Cette loi, tant attendue, réussit l’exploit de faire l’unanimité de la société civile contre elle, et ne permettra pas de rompre avec l’inaction climatique sanctionnée par la justice dans l’Affaire du Siècle.
“Cette loi aurait pu paraître ambitieuse il y a 15 ou 20 ans, mais aujourd’hui elle n’est pas à la hauteur de l’urgence climatique. L’écologie du quotidien vantée par la ministre Barbara Pompili n’est pas suffisante, nous avons besoin de l’écologie de demain, celle qui prendra ses responsabilités et contribuera à ralentir le cycle infernal du dérèglement climatique”, souligne Jean-François Julliard, directeur général de Greenpeace France.

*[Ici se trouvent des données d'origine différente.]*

// Member and policy lifecycle
//
// A `PrimaryMember` wraps the latest server snapshot of one member and drives
// the multi-step policy transitions against it: reconcile a plan code,
// replace active policies with a new one (rolling back on failure), and
// terminate active policies until the server reports none left.

use chrono::NaiveDate;
use serde_json::{json, Map, Value};
use std::collections::BTreeSet;
use tracing::{debug, error, info, warn};

use super::types::{
    ChangeableField, CreatedPolicy, EnsureOutcome, MemberName, MemberRecord, Policy, PolicyChange,
    PolicyPayload, TerminatedPolicy, TerminationOutcome, TerminationPayload, MAX_DEACTIVATION_ATTEMPTS,
    SNAPSHOT_ONLY_KEYS,
};
use crate::api::{ApiError, ApiResult, MemdClient};
use crate::utils::dates;

/// A primary member bound to the client used to manage it
#[derive(Debug)]
pub struct PrimaryMember<'c> {
    client: &'c mut MemdClient,
    record: MemberRecord,
    data: Map<String, Value>,
    dirty: BTreeSet<ChangeableField>,
}

impl<'c> PrimaryMember<'c> {
    /// Wrap a member document returned by the server
    pub fn from_value(client: &'c mut MemdClient, data: Value, url: &str) -> ApiResult<Self> {
        let (record, data) = Self::parse(data, url)?;
        Ok(Self {
            client,
            record,
            data,
            dirty: BTreeSet::new(),
        })
    }

    fn parse(data: Value, url: &str) -> ApiResult<(MemberRecord, Map<String, Value>)> {
        let invalid = |message: String| ApiError::InvalidResponse {
            url: url.to_string(),
            message,
        };

        let map = match data {
            Value::Object(map) => map,
            other => return Err(invalid(format!("expected a member object, got {}", other))),
        };
        if !map.contains_key("externalID") {
            return Err(invalid("externalID is required".to_string()));
        }
        let record = serde_json::from_value(Value::Object(map.clone()))
            .map_err(|e| invalid(e.to_string()))?;

        Ok((record, map))
    }

    pub fn external_id(&self) -> &str {
        &self.record.external_id
    }

    pub fn record(&self) -> &MemberRecord {
        &self.record
    }

    /// Raw member document as last loaded, including local edits
    pub fn data(&self) -> &Map<String, Value> {
        &self.data
    }

    pub fn to_value(&self) -> Value {
        Value::Object(self.data.clone())
    }

    pub fn name(&self) -> Option<&MemberName> {
        self.record.name.as_ref()
    }

    pub fn policies(&self) -> &[Policy] {
        &self.record.policies
    }

    pub fn active_policies(&self) -> Vec<Policy> {
        self.record.active_policies()
    }

    /// Replace local state with the server's current view of the member
    pub fn reload(&mut self) -> ApiResult<()> {
        debug!("Reloading state");
        let url = self.client.member_url(&self.record.external_id);
        let data = self.client.get_json(&url)?;
        let (record, data) = Self::parse(data, &url)?;
        self.record = record;
        self.data = data;
        debug!("State reloaded");
        Ok(())
    }

    /// Terminate one policy as of today
    ///
    /// A 404 from the server means the policy is already gone; it is logged
    /// and reported as `TerminationOutcome::NotFound`.
    pub fn terminate_policy(&mut self, plancode: &str, dry_run: bool) -> ApiResult<TerminationOutcome> {
        info!(
            "Terminating policy for {} plancode {} dry_run={}",
            self.record.external_id, plancode, dry_run
        );
        let payload = TerminationPayload::today();
        if dry_run {
            return Ok(TerminationOutcome::DryRun { payload });
        }

        let url = self.client.termination_url(&self.record.external_id, plancode);
        match self.client.post_json(&url, &payload) {
            Ok(response) => Ok(TerminationOutcome::Terminated {
                response: response.into(),
            }),
            Err(ApiError::NotFound { .. }) => {
                warn!(
                    "For member {}, tried to delete plancode {} but it was not found",
                    self.record.external_id, plancode
                );
                Ok(TerminationOutcome::NotFound)
            }
            Err(err) => Err(err),
        }
    }

    /// Terminate every active policy
    ///
    /// Outside dry-run, one policy is terminated per round and the member is
    /// reloaded before looking for the next, since the server may cascade
    /// changes between calls. Rounds are capped at `MAX_DEACTIVATION_ATTEMPTS`.
    pub fn deactivate_policies(&mut self, dry_run: bool) -> ApiResult<Vec<TerminatedPolicy>> {
        let mut terminated = Vec::new();

        if dry_run {
            for policy in self.active_policies() {
                let outcome = self.terminate_policy(&policy.plancode, true)?;
                terminated.push(TerminatedPolicy { policy, outcome });
            }
            return Ok(terminated);
        }

        // The bound is checked before looking for work, so the 11th round
        // fails even when the 10th left nothing active.
        let mut attempts = 0;
        loop {
            attempts += 1;
            if attempts > MAX_DEACTIVATION_ATTEMPTS {
                return Err(ApiError::TooManyAttempts {
                    external_id: self.record.external_id.clone(),
                    attempts,
                });
            }

            let Some(policy) = self.active_policies().into_iter().next() else {
                break;
            };
            let outcome = self.terminate_policy(&policy.plancode, false)?;
            terminated.push(TerminatedPolicy { policy, outcome });
            self.reload()?;
        }

        debug!(
            "Deactivated {} policies for {} in {} rounds",
            terminated.len(),
            self.record.external_id,
            attempts
        );
        Ok(terminated)
    }

    /// Replace the member's active policies with a new plan code
    ///
    /// Active policies are terminated first. If creating the new policy
    /// fails, each terminated plan code is re-created starting at the new
    /// benefit start (with an open end) on a best-effort basis, and the
    /// original error is returned. A failed reload after a successful create
    /// is logged and the change is still reported.
    pub fn create_policy(
        &mut self,
        plancode: &str,
        benefitstart: Option<NaiveDate>,
        dry_run: bool,
    ) -> ApiResult<PolicyChange> {
        let payload = PolicyPayload {
            benefitstart: dates::midnight_iso(benefitstart.unwrap_or_else(dates::today)),
            benefitend: None,
            plancode: plancode.to_string(),
        };

        if dry_run {
            info!(
                "Creating new policy for {} plancode {} dry_run=true",
                self.record.external_id, plancode
            );
            let terminated = self
                .active_policies()
                .into_iter()
                .map(|policy| TerminatedPolicy {
                    policy,
                    outcome: TerminationOutcome::DryRun {
                        payload: TerminationPayload::today(),
                    },
                })
                .collect();
            return Ok(PolicyChange {
                terminated,
                created: CreatedPolicy::Planned(payload),
            });
        }

        let terminated = self.deactivate_policies(false)?;
        info!(
            "Creating new policy for {} plancode {} dry_run=false",
            self.record.external_id, plancode
        );

        let url = self.client.policy_url(&self.record.external_id);
        match self.client.post_json(&url, &payload) {
            Ok(created) => {
                if let Err(reload_err) = self.reload() {
                    warn!(
                        "Policy {} was created for {} but the member could not be reloaded: {}",
                        plancode, self.record.external_id, reload_err
                    );
                }
                Ok(PolicyChange {
                    terminated,
                    created: CreatedPolicy::Created(created),
                })
            }
            Err(err) => {
                warn!(
                    "Unable to create policy for {}, plancode {}: {}",
                    self.record.external_id, plancode, err
                );
                self.restore_policies(&terminated, &payload.benefitstart);
                if let Err(reload_err) = self.reload() {
                    warn!(
                        "Could not reload {} after failed policy creation: {}",
                        self.record.external_id, reload_err
                    );
                }
                Err(err)
            }
        }
    }

    /// Re-create terminated policies; returns how many were restored
    fn restore_policies(&mut self, terminated: &[TerminatedPolicy], benefitstart: &str) -> usize {
        warn!("Reverting to previous policies");
        let url = self.client.policy_url(&self.record.external_id);
        let mut restored = 0;

        for entry in terminated {
            let payload = PolicyPayload {
                benefitstart: benefitstart.to_string(),
                benefitend: None,
                plancode: entry.policy.plancode.clone(),
            };
            match self.client.post_json(&url, &payload) {
                Ok(_) => restored += 1,
                Err(err) => {
                    warn!(
                        "Error trying to revert policies for {} plancode {}: {}",
                        self.record.external_id, entry.policy.plancode, err
                    );
                }
            }
        }

        restored
    }

    /// Make sure `plancode` is among the active policies, creating it if not
    pub fn ensure_plancode(
        &mut self,
        plancode: &str,
        benefitstart: Option<NaiveDate>,
        dry_run: bool,
    ) -> ApiResult<EnsureOutcome> {
        if self.record.has_active_plancode(plancode) {
            debug!("Plancode {} is active", plancode);
            return Ok(EnsureOutcome::AlreadyActive {
                plancode: plancode.to_string(),
            });
        }

        self.create_policy(plancode, benefitstart, dry_run)
            .map(EnsureOutcome::Changed)
    }

    /// Send a full update: fresh snapshot with the given changeable fields merged in
    ///
    /// Fields outside the changeable set are logged and dropped. Dry-run
    /// returns the merged payload without sending it.
    pub fn update(&mut self, fields: Map<String, Value>, dry_run: bool) -> ApiResult<Value> {
        self.reload()?;

        let mut payload: Map<String, Value> = self
            .data
            .iter()
            .filter(|(key, _)| !SNAPSHOT_ONLY_KEYS.contains(&key.as_str()))
            .map(|(key, value)| (key.clone(), value.clone()))
            .collect();
        for (key, value) in fields {
            if ChangeableField::from_key(&key).is_some() {
                payload.insert(key, value);
            } else {
                warn!("Ignoring update for field {}", key);
            }
        }

        if dry_run {
            return Ok(Value::Object(payload));
        }

        let url = self.client.member_url(&self.record.external_id);
        debug!(
            "Updating {} with payload:\n{}",
            self.record.external_id,
            serde_json::to_string_pretty(&payload).unwrap_or_default()
        );
        let response = self.client.put_json(&url, &payload).map_err(|err| {
            error!("Error updating member {}: {}", self.record.external_id, err);
            err
        })?;
        self.reload()?;

        Ok(response)
    }

    fn mark(&mut self, field: ChangeableField, value: Value) {
        self.data.insert(field.as_key().to_string(), value);
        self.dirty.insert(field);
    }

    pub fn set_name(&mut self, name: MemberName) {
        let value = json!(name);
        self.record.name = Some(name);
        self.mark(ChangeableField::Name, value);
    }

    pub fn set_email(&mut self, email: impl Into<String>) {
        let email = email.into();
        self.mark(ChangeableField::Email, json!(email));
        self.record.email = Some(email);
    }

    pub fn set_phone(&mut self, phone: impl Into<String>) {
        let phone = phone.into();
        self.mark(ChangeableField::Phone, json!(phone));
        self.record.phone = Some(phone);
    }

    pub fn set_dob(&mut self, dob: impl Into<String>) {
        let dob = dob.into();
        self.mark(ChangeableField::Dob, json!(dob));
        self.record.dob = Some(dob);
    }

    pub fn set_gender(&mut self, gender: impl Into<String>) {
        let gender = gender.into();
        self.mark(ChangeableField::Gender, json!(gender));
        self.record.gender = Some(gender);
    }

    pub fn set_address(&mut self, address: Value) {
        self.mark(ChangeableField::Address, address.clone());
        self.record.address = Some(address);
    }

    pub fn set_misc3(&mut self, misc3: impl Into<String>) {
        let misc3 = misc3.into();
        self.mark(ChangeableField::Misc3, json!(misc3));
        self.record.misc3 = Some(misc3);
    }

    /// Fields changed locally since the last successful save
    pub fn changed_fields(&self) -> &BTreeSet<ChangeableField> {
        &self.dirty
    }

    /// Partial payload holding only the changed fields
    pub fn changed_payload(&self) -> Map<String, Value> {
        self.dirty
            .iter()
            .map(|field| {
                let value = match field {
                    ChangeableField::Name => json!(self.record.name),
                    ChangeableField::Email => json!(self.record.email),
                    ChangeableField::Phone => json!(self.record.phone),
                    ChangeableField::Dob => json!(self.record.dob),
                    ChangeableField::Gender => json!(self.record.gender),
                    ChangeableField::Address => json!(self.record.address),
                    ChangeableField::Misc3 => json!(self.record.misc3),
                };
                (field.as_key().to_string(), value)
            })
            .collect()
    }

    /// Send only the locally changed fields
    ///
    /// The change set is cleared once the server accepts the update. With
    /// nothing changed no request is made.
    pub fn save(&mut self, dry_run: bool) -> ApiResult<Value> {
        let payload = self.changed_payload();
        if dry_run {
            return Ok(Value::Object(payload));
        }
        if payload.is_empty() {
            debug!("No changes to save for {}", self.record.external_id);
            return Ok(Value::Object(payload));
        }

        let url = self.client.member_url(&self.record.external_id);
        let response = self.client.put_json(&url, &payload)?;
        self.dirty.clear();
        Ok(response)
    }

    /// `save`, logging and discarding any error
    pub fn save_or_log(&mut self, dry_run: bool) -> Option<Value> {
        match self.save(dry_run) {
            Ok(response) => Some(response),
            Err(err) => {
                error!("Error updating member {}: {}", self.record.external_id, err);
                None
            }
        }
    }
}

“Les débats à l’Assemblée ont révélé combien la majorité parlementaire, le gouvernement et Emmanuel Macron restent sourds aux alertes des scientifiques et de la société civile. Seules des transformations profondes accompagnées d’un réel courage politique pour les mettre en œuvre pourront véritablement nous remettre sur une trajectoire cohérente avec les objectifs de l’Accord de Paris”.
Acculé sur le fond de la loi qu’il porte à l’Assemblée, le gouvernement a même tenté une diversion en s’emparant du classement « Green Future Index » du magazine MIT Technology Review où la France obtient la quatrième place, alors que la méthodologie prend essentiellement en compte les engagements des Etats, et non les résultats.
“Le gouvernement est si mal à l’aise avec son texte de loi qu’il a utilisé de nombreux stratagèmes pour réduire au maximum les discussions, comme limiter à 45h les débats ou juger irrecevables un quart des amendements déposés, privant les députés de la possibilité de rehausser l’ambition de la loi”, ajoute Jean-François Julliard.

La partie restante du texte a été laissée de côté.